As SM said, there is also the Sigma 150-500, which will save you another $200-$300 or so. If you really want to go cheap, you can get the Sigma 70-300. I got mine new for around $150, and it has the added bonus of being able to do macro.


----------



## sm4him (Jun 19, 2014)

TheNevadanStig said:


> Man, I wish I could consider that a cheap throw away lens!
> Jacaranda uses the lens in Canon mount, and it seems like great glass. This is his Flickr: https://www.flickr.com/photos/jacarandaphotos/with/14108892949/
> 
> As SM said, there is also the Sigma 150-500, which will save you another $200-$300 or so. If you really want to go cheap, you can get the Sigma 70-300. I got mine new for around $150, and it has the added bonus of being able to do macro.



Oh right, I forgot Jaca had one too! Where IS that guy lately, anyway?

Just did a quick check; looks like $725 is about the cheapest price going on the Sigma 150-500 right now, at least from the major retailers like B&H, etc. (the $725 price was at keh).
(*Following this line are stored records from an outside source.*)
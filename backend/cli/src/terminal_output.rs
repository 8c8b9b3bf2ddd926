//! Terminal output utilities: ANSI styling that respects `NO_COLOR`.

pub const RESET: &str = "\x1b[0m";
pub const BOLD: &str = "\x1b[1m";
pub const DIM: &str = "\x1b[2m";

pub const RED: &str = "\x1b[31m";
pub const GREEN: &str = "\x1b[32m";
pub const YELLOW: &str = "\x1b[33m";
pub const CYAN: &str = "\x1b[36m";

/// Check if the terminal supports color output.
pub fn supports_color() -> bool {
    std::env::var("NO_COLOR").is_err()
        && (std::env::var("COLORTERM").is_ok()
            || std::env::var("TERM")
                .map(|t| t != "dumb")
                .unwrap_or(false))
}

/// Wrap `text` in `style` when color is enabled.
pub fn paint(text: &str, style: &str) -> String {
    if supports_color() {
        format!("{style}{text}{RESET}")
    } else {
        text.to_string()
    }
}
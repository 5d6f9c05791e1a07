//! Animation systems.
//!
//! - [`animation_controller`] picks the track for each character from its
//!   movement state, ground contact and whether physics owns its body.
//! - [`animation`] advances playback by the tick delta.
//!
//! Frame art lives with the frontend; these systems only track which frame
//! of which track is showing.
use bevy_ecs::prelude::*;

use crate::components::animation::Animation;
use crate::components::character::Character;
use crate::components::rigidbody::RigidBody;
use crate::resources::worldtime::WorldTime;

pub fn animation_controller(mut query: Query<(&Character, &RigidBody, &mut Animation)>) {
    for (character, body, mut anim) in query.iter_mut() {
        anim.play(
            character.id(),
            character.animation_kind(body.enabled),
            character.facing(),
        );
    }
}

/// Advance playback of every animation.
pub fn animation(mut query: Query<&mut Animation>, time: Res<WorldTime>) {
    for mut anim in query.iter_mut() {
        anim.advance(time.delta);
    }
}
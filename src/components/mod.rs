//! ECS components for entities.
//!
//! Submodules overview:
//! - [`animation`] – animation track selected from the character state machine
//! - [`boxcollider`] – axis-aligned hitboxes and the static geometry marker
//! - [`character`] – the per-character movement state machine
//! - [`follow`] – kinematic follow behavior carried by the Shadow
//! - [`mapposition`] – world-space position of an entity
//! - [`rigidbody`] – velocity and physics-collaborator flags

pub mod animation;
pub mod boxcollider;
pub mod character;
pub mod follow;
pub mod mapposition;
pub mod rigidbody;
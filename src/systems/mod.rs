//! Simulation systems.
//!
//! Submodules overview
//! - [`animation`] – pick and advance each character's animation track
//! - [`character`] – apply input to the active character and read back ground contact
//! - [`follow`] – move following characters kinematically towards their target
//! - [`gamestate`] – run condition and pause toggle over the state store
//! - [`input`] – sample the input device into [`crate::resources::input::InputState`]
//! - [`physics`] – arcade gravity, integration and collision against static bodies
//! - [`switching`] – switch cooldown, character hand-over and store publishing
//! - [`time`] – advance simulation time

pub mod animation;
pub mod character;
pub mod follow;
pub mod gamestate;
pub mod input;
pub mod physics;
pub mod switching;
pub mod time;
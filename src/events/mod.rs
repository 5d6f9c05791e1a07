//! Event types and observers used by the simulation.
//!
//! Events are how the core notifies cosmetic collaborators without knowing
//! about them.
//!
//! Submodules:
//! - [`landing`] – a character touched down after being airborne
//! - [`switch`] – control moved from one character to the other
pub mod landing;
pub mod switch;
Might get one cheaper on your local Craigslist or on Ebay.

The 70-300 IS another option, but I'm assuming that since you're used to the 500mm, you're not willing to give up the extra 200mm reach.  If it were me, I'd probably go with the Sigma. Truth be told, I think the Tamron might be the slightly better lens, and I'll probably end up trading my Sigma out for the Tammy, BUT&#8230;if you're truly thinking that you could end up destroying it in the swamp, save yourself the extra $250-300 and get the Sigma. The IQ between the two is really, really close.  And if it DOES come through the swamp okay, well, you could always just sell it and recoup most if not all of your money.


----------



## CAP (Jun 19, 2014)

TheNevadanStig said:


> Man, I wish I could consider that a cheap throw away lens!
> Jacaranda uses the lens in Canon mount, and it seems like great glass. This is his Flickr: https://www.flickr.com/photos/jacarandaphotos/with/14108892949/
> 
> As SM said, there is also the Sigma 150-500, which will save you another $200-$300 or so. If you really want to go cheap, you can get the Sigma 70-300. I got mine new for around $150, and it has the added bonus of being able to do macro.




Well cheap compared to my 500mm Canon hehe.


But i am going to order one today.


----------